A third factor, is that each crime is an individual incident that requires in-depth examination of the circumstances. Some are victims of circumstances, some are victims of provocation or of a situation they weren't fully aware of. Plus, the legal system in some events do not allow for defences to some offences, for example being an 'illegal alien' in the UK without permission was an offence that only required you to BE in the UK without permission, it had no defences to that charge, (going off memory) a woman was evicted from France border control and put on a plane to England, she was arrested on the spot and charged and convicted of that crime before being deported back to her homeland of Ireland, is she too, now a target that is acceptable? She has the criminal record, for something she had no control over.

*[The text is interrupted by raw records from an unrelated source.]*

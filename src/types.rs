//! Shared types used across the gallery.
//!
//! [`ImageDescriptor`] is the input record handed over by an image source
//! provider and is serialized to and from the descriptor list JSON.
//! [`ProcessedImage`] is the derived unit the pipeline publishes to the cache.

use serde::{Deserialize, Serialize};

/// One image as supplied by the provider.
///
/// The provider owns id uniqueness: two descriptors with the same id share a
/// cache slot.
#[derive(Debug, Clone, PartialEq, Eq, Serialize, Deserialize)]
pub struct ImageDescriptor {
    pub id: String,
    /// Where the original bytes live: `http(s)://`, `file://` or a path
    /// relative to the source root.
    #[serde(alias = "url")]
    pub source_url: String,
    /// Alt text and download filename.
    #[serde(alias = "name")]
    pub display_name: String,
    #[serde(default, alias = "size", skip_serializing_if = "Option::is_none")]
    pub known_size: Option<u64>,
    /// Dimension hints from the provider (catalog sorting only)
    #[serde(default, skip_serializing_if = "Option::is_none")]
    pub width: Option<u32>,
    #[serde(default, skip_serializing_if = "Option::is_none")]
    pub height: Option<u32>,
}

impl ImageDescriptor {
    pub fn new(
        id: impl Into<String>,
        source_url: impl Into<String>,
        display_name: impl Into<String>,
    ) -> Self {
        Self {
            id: id.into(),
            source_url: source_url.into(),
            display_name: display_name.into(),
            known_size: None,
            width: None,
            height: None,
        }
    }

    /// Pixel area from the provider's hints, 0 when unknown.
    pub fn hinted_area(&self) -> u64 {
        self.width.unwrap_or(0) as u64 * self.height.unwrap_or(0) as u64
    }
}

/// An encoded raster (JPEG bytes) with its pixel dimensions.
#[derive(Clone, PartialEq, Eq)]
pub struct EncodedRaster {
    pub width: u32,
    pub height: u32,
    pub data: Vec<u8>,
}

impl std::fmt::Debug for EncodedRaster {
    fn fmt(&self, f: &mut std::fmt::Formatter<'_>) -> std::fmt::Result {
        f.debug_struct("EncodedRaster")
            .field("width", &self.width)
            .field("height", &self.height)
            .field("bytes", &self.data.len())
            .finish()
    }
}

/// Facts about the original source, captured when it was loaded.
#[derive(Debug, Clone, Copy, PartialEq, Eq, Serialize, Deserialize)]
pub struct ImageMetadata {
    pub width: u32,
    pub height: u32,
    pub byte_size: u64,
}

/// Thumbnail and preview derived from a single load of one original.
///
/// Never mutated after construction; the cache hands out shared references.
#[derive(Debug, Clone, PartialEq, Eq)]
pub struct ProcessedImage {
    pub thumbnail: EncodedRaster,
    pub preview: EncodedRaster,
    pub metadata: ImageMetadata,
}

#[cfg(test)]
mod tests {
    use super::*;

    #[test]
    fn parse_descriptor_with_aliases() {
        let json = r#"{"id": "p-1", "url": "products/oak.jpg", "name": "Oak panel", "size": 52311}"#;
        let d: ImageDescriptor = serde_json::from_str(json).unwrap();
        assert_eq!(d.source_url, "products/oak.jpg");
        assert_eq!(d.display_name, "Oak panel");
        assert_eq!(d.known_size, Some(52311));
        assert_eq!(d.width, None);
    }

    #[test]
    fn serialize_skips_absent_optionals() {
        let d = ImageDescriptor::new("a", "a.jpg", "A");
        let json = serde_json::to_string(&d).unwrap();
        assert_eq!(json, r#"{"id":"a","source_url":"a.jpg","display_name":"A"}"#);
    }

    #[test]
    fn hinted_area_defaults_to_zero() {
        let mut d = ImageDescriptor::new("a", "a.jpg", "A");
        assert_eq!(d.hinted_area(), 0);
        d.width = Some(40);
        d.height = Some(30);
        assert_eq!(d.hinted_area(), 1200);
    }

    #[test]
    fn encoded_raster_debug_hides_bytes() {
        let raster = EncodedRaster {
            width: 2,
            height: 1,
            data: vec![1, 2, 3],
        };
        assert_eq!(
            format!("{raster:?}"),
            "EncodedRaster { width: 2, height: 1, bytes: 3 }"
        );
    }
}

The more you know of the intricacies of law, the way it operates, the defences, the non-defences and the purposes of the legal system, the more you can attempt to rationalise whether something is 'acceptable' or not. I think the reasons I've given, more than explain the reasons why the answer to your statement is 'no', and I believe there is no way, an educated person of law could argue otherwise, as a whole and not in 'parts' or in scenarios, how the law would be able to operate within its system on an objective basis and any attempts to do so in a subjective manner would result in the power going to a person, or group of persons who would eventually be the victim of 'he who fights monsters'.